07.11.2021

Wie erreiche ich mit meiner Predigt das Publikum?
Den richtigen Ton zu treffen, ist eine Kunst

Von Marie-Christine Andres Schürch

  • In diesen Tagen erscheint die Zeitung «zVisite» als Beilage verschiedener kirchlicher Publikationen in der Deutschschweiz.
  • Aktuelles Thema der interreligiösen Zeitung ist «Das Wort in den Religionen».
  • Der Sprechcoach Markus Wentink analysierte Videos von Predigten. Dabei entdeckte er Floskeln, Drohgebärden und Machtgebaren. Um das Publikum zu begeistern, braucht es mehr als Worte.

Wer das Stichwort «Predigt» bei Youtube eintippt, findet von der flammenden Endzeitdarstellung bis zur nüchternen Suren­-Ausle­gung die ganze Palette religiös­-rhetorischer Kunst. Markus Wentink, katholischer Theologe und Coach für mündliche Kommunikation, ist bereit, in dieses Universum einzu­ tauchen. Vorher hält er fest, worauf er bei der Predigt­-Analyse beson­ders achtet: «Was ist das Ziel? Wel­che Stimmung entsteht? Geht es um dialogische Rhetorik oder um blos­se Verkündigung göttlicher Wahr­heit? Und natürlich: Wie wirkt die Rednerin oder der Redner?»

«Was bei einem Date schlecht ist, funktioniert auch in der Predigt nicht»

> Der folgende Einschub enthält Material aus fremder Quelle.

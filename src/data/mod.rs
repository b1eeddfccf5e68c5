//! Data module: atlases, sections, registries and the objects laid over them.

pub mod atlas;
pub mod bc;
pub mod bundle;
pub mod discretization;
pub mod numbering;
pub mod registry;
pub mod section;

pub use atlas::{Atlas, FiberSpan};
pub use bc::{BOUNDARY_MARKER, BoundaryCondition, BoundaryFunction};
pub use bundle::Bundle;
pub use discretization::Discretization;
pub use numbering::{Numbering, NumberingFactory, PointSelector};
pub use registry::SectionRegistry;
pub use section::{PairValue, Section};
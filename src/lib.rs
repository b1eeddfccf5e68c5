#![cfg_attr(docsrs, feature(doc_cfg))]
//! # sieve-bundle
//!
//! sieve-bundle is a distributed, topology-indexed storage layer for
//! unstructured simplicial meshes. It keeps the incidence structure of a mesh
//! as a patched sieve, attaches typed per-point data to it through sections,
//! and moves that data between the processes of a group.
//!
//! ## Features
//! - `Topology`: one sieve per patch, height/depth strata, integer labels and send/receive overlaps
//! - `Section<V>`: variable-length per-point storage with constrained (boundary) slots
//! - `Bundle` and `Mesh`: named section registries, discretization, boundary conditions
//! - Collective section completion with pluggable merge rules (`CopyDelta`, `AddDelta`)
//! - A memoizing `NumberingFactory` producing contiguous global numberings
//! - Simplex geometry (Jacobian, inverse, determinant) and point location
//! - Communication backends: serial (`NoComm`), threads (`ThreadComm`) and MPI (`MpiComm`)
//!
//! ## Usage
//!
//! ```toml
//! [dependencies]
//! sieve-bundle = "0.1"
//! # Optional features:
//! # features = ["mpi-support", "check-invariants"]
//! ```
//!
//! ## Conventions
//!
//! Arrows point from a covering entity to what it covers (`cell → edge → vertex`).
//! Cells have height 0, vertices have depth 0. Strata are computed by
//! [`Topology::stratify`](topology::Topology::stratify) and go stale on any
//! arrow insertion.
//!
//! The library logs through the `log` facade and never installs a logger.

pub mod algs;
pub mod data;
pub mod debug_invariants;
pub mod geometry;
pub mod mesh;
pub mod mesh_error;
pub mod overlap;
pub mod topology;

pub use debug_invariants::DebugInvariants;

/// A convenient prelude to import the most-used traits & types:
pub mod prelude {
    pub use crate::algs::communicator::{CommTag, Communicator, NoComm, ThreadComm};
    #[cfg(feature = "mpi-support")]
    pub use crate::algs::communicator::MpiComm;
    pub use crate::algs::completion::{complete_section, complete_section_with_tags};
    pub use crate::data::atlas::Atlas;
    pub use crate::data::bc::{BOUNDARY_MARKER, BoundaryCondition};
    pub use crate::data::bundle::Bundle;
    pub use crate::data::discretization::Discretization;
    pub use crate::data::numbering::{Numbering, NumberingFactory, PointSelector};
    pub use crate::data::section::{PairValue, Section};
    pub use crate::geometry::ElementGeometry;
    pub use crate::mesh::{BcValue, COORDINATES, Mesh, MeshBuilder};
    pub use crate::mesh_error::MeshError;
    pub use crate::overlap::delta::{AddDelta, CopyDelta, ValueDelta};
    pub use crate::overlap::overlap::{Overlap, OverlapPair, SharedPoint};
    pub use crate::topology::point::{DEFAULT_PATCH, PatchId, PointId};
    pub use crate::topology::sieve::{InMemorySieve, Sieve};
    pub use crate::topology::Topology;
}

Den Anfang macht eine refor­mierte Pfarrerin. Sie predigt aus den Büroräumlichkeiten ihrer Kirchge­meinde und steigt ein mit: «Die Gna­de von Gott sei mit euch.» Nicht optimal, findet Wentink, denn mit dieser Aussage präsentiere sich die Pfarrerin in einer Machtposition. In einem Gottesdienst sollten in­klusive Formeln verwendet wer­den, die die Leute einladen. Zum Beispiel: «Wir feiern den Gottes­dienst im Namen des Vaters.» In der Überleitung zum Bibeltext erwähnt die Sprecherin dann, der Psalm, um den es heute gehe, gehöre zu ihrer täglichen Meditation. «Was beim Tinder­-Date schlecht ist, funktio­niert auch beim Sprechen im litur­gischen Kontext nicht», meint Wen­tink. Zu viel von sich selber reden, veranlasse die Zuhörenden abzu­hängen. «Wer die Leute abholen will, muss sich in ihre Welt bege­ben und diese ansprechen.»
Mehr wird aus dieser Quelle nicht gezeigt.